### What you need to do
Lines in the listing below that contain the string "catalog" are to be found and copied.

### Provided information
Start of Block
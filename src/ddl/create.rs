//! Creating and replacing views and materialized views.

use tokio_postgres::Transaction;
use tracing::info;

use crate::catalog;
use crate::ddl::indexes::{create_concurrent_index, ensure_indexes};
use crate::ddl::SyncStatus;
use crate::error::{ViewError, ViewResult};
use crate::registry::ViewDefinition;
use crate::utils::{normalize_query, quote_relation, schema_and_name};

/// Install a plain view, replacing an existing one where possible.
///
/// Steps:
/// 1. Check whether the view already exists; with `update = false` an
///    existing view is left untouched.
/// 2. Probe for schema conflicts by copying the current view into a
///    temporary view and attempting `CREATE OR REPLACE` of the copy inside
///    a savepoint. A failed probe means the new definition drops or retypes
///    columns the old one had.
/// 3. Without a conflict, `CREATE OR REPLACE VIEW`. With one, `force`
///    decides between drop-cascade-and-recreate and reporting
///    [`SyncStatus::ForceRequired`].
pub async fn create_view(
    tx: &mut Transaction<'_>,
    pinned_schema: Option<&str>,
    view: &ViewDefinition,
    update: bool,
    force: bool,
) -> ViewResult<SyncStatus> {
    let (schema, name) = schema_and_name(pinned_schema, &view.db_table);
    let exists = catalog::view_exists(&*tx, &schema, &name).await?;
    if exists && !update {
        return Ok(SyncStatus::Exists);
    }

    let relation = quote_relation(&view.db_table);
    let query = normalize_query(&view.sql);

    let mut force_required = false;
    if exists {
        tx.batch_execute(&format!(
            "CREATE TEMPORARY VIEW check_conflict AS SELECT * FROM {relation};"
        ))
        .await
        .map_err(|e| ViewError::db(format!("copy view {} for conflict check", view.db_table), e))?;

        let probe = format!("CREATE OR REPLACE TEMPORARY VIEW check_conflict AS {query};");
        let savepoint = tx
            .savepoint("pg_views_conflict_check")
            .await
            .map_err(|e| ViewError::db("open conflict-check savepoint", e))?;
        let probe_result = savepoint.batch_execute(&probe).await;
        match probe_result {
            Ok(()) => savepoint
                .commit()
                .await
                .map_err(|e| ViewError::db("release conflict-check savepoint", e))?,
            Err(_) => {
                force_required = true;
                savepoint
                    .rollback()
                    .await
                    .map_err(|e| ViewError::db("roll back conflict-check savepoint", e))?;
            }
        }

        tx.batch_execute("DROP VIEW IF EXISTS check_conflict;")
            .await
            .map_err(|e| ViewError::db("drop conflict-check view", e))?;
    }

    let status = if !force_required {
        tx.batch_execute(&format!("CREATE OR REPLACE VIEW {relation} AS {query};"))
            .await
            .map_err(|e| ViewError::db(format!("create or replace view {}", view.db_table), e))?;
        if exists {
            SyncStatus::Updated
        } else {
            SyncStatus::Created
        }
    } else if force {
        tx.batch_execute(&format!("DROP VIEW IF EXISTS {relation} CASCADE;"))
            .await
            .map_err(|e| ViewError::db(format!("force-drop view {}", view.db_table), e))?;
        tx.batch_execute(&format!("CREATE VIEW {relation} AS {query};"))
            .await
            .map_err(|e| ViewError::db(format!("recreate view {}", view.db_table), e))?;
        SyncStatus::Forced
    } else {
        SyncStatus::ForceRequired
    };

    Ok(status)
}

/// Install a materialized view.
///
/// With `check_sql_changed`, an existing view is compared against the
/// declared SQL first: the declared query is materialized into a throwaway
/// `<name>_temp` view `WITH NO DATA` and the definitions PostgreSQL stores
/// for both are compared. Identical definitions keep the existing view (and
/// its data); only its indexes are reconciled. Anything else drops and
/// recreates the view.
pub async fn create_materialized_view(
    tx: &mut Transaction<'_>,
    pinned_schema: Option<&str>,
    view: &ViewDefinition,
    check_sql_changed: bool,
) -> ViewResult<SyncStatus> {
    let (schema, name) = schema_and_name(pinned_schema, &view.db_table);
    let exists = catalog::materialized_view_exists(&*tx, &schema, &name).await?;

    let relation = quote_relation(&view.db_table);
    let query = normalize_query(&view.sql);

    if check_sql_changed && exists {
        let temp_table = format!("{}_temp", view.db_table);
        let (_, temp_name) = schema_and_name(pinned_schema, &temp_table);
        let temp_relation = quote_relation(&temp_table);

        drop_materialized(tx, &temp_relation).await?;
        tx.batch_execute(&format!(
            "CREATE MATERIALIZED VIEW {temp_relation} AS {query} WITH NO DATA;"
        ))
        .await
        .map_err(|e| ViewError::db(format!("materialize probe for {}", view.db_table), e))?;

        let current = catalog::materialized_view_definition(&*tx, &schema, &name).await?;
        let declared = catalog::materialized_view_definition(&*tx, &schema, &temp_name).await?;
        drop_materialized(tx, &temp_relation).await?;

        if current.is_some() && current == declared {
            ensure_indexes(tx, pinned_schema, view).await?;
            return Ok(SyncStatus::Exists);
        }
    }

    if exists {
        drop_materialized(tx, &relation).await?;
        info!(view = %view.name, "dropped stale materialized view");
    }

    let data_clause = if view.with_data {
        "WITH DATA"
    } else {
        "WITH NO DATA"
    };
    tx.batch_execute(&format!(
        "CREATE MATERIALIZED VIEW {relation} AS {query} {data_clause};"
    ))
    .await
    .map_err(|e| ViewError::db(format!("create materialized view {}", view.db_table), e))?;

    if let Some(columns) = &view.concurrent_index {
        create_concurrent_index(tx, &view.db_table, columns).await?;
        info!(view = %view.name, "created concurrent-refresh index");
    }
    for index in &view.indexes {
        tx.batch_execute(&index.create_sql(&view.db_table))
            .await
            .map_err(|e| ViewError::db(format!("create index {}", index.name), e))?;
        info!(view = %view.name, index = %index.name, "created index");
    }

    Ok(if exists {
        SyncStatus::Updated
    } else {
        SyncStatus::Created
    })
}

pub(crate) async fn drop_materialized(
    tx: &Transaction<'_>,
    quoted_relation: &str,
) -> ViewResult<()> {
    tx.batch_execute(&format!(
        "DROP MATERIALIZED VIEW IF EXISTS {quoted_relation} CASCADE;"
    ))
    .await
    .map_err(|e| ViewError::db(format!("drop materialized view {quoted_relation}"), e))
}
End of Block
### Reply to the task
use crate::catalog;
    let exists = catalog::view_exists(&*tx, &schema, &name).await?;
    let exists = catalog::materialized_view_exists(&*tx, &schema, &name).await?;
        let current = catalog::materialized_view_definition(&*tx, &schema, &name).await?;
        let declared = catalog::materialized_view_definition(&*tx, &schema, &temp_name).await?;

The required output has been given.